[Start of Attachment]

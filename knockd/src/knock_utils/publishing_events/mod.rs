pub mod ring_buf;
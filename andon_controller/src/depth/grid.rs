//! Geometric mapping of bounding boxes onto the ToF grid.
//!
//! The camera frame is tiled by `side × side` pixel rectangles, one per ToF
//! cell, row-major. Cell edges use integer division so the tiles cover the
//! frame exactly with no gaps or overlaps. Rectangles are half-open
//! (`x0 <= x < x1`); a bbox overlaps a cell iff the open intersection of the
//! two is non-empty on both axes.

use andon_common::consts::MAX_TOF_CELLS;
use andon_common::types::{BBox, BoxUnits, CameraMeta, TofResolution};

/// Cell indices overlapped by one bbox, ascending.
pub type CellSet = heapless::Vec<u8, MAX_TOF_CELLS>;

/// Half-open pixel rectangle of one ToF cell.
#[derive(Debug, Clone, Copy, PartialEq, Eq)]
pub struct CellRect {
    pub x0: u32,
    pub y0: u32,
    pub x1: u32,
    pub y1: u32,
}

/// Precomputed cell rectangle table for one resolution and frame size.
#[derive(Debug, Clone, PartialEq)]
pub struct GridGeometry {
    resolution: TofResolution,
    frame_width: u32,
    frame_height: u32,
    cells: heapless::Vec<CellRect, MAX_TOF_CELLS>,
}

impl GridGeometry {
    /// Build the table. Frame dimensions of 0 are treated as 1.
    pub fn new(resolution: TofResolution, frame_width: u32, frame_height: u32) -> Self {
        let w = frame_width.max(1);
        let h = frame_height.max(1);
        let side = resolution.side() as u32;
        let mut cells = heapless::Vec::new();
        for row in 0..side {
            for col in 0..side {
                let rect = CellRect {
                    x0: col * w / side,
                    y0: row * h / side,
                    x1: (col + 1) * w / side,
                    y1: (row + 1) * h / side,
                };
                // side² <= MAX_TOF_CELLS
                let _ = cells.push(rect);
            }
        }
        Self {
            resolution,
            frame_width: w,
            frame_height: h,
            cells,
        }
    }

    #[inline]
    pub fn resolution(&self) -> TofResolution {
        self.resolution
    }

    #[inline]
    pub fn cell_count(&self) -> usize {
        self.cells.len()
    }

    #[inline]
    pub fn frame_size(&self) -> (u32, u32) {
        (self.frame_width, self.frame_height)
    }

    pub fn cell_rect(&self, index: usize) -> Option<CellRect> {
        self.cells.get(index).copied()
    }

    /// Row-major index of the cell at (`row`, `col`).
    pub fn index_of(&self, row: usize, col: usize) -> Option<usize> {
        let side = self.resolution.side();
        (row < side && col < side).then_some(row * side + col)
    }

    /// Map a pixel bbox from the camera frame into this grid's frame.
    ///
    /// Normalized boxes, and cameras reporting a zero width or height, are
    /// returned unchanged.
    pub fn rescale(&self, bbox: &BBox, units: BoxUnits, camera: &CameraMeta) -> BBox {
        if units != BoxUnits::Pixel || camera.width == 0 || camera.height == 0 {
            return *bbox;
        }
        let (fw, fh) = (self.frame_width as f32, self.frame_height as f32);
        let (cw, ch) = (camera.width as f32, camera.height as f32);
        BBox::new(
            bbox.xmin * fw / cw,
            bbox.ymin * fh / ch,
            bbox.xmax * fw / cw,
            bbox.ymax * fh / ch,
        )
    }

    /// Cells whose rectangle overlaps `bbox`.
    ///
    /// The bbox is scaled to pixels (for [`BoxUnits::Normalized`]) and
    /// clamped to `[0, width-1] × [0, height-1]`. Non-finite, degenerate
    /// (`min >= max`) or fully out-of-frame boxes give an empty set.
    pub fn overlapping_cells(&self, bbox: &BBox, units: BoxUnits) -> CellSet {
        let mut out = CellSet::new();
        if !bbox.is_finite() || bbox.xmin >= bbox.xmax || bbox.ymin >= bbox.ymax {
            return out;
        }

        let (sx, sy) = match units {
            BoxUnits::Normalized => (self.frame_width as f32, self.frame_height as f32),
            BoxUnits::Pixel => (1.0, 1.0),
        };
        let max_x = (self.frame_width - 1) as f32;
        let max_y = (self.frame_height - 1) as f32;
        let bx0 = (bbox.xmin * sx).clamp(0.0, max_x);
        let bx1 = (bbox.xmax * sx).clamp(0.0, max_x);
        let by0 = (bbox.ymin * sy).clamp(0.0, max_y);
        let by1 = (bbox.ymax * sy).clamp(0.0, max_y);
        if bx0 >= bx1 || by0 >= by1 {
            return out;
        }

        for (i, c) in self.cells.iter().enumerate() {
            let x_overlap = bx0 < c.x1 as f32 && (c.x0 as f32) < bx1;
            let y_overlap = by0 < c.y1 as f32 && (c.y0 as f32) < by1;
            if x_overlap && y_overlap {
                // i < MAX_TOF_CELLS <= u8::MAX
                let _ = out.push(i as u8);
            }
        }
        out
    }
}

[End of Attachment]
[Start of Attachment]

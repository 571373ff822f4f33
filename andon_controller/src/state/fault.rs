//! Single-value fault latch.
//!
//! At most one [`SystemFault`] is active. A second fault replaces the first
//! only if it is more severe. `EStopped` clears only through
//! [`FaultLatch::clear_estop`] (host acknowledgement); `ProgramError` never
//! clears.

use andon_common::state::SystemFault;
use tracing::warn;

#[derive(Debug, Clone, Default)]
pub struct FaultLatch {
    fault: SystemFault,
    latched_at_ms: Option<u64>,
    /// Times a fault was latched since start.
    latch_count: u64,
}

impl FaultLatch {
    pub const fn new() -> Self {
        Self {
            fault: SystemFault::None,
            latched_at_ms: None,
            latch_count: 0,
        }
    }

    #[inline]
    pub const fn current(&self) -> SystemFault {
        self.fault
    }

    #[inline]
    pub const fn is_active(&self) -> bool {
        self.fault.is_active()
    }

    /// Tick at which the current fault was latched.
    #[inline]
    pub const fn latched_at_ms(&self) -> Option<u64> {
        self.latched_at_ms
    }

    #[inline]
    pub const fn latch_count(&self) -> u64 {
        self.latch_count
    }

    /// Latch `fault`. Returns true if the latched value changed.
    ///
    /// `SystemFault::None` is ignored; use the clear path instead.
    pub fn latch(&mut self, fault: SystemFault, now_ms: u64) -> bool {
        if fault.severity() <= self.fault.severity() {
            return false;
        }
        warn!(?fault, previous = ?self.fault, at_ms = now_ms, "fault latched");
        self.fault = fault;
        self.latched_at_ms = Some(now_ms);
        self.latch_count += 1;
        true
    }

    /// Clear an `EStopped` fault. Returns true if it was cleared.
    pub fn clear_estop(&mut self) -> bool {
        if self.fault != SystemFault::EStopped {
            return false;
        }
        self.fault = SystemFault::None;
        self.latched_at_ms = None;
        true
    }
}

[End of Attachment]

▶ _Instructions to follow_: If a line in the records above contains the string "push", copy that line out.

▶ _Written response_:
                let _ = cells.push(rect);
                let _ = out.push(i as u8);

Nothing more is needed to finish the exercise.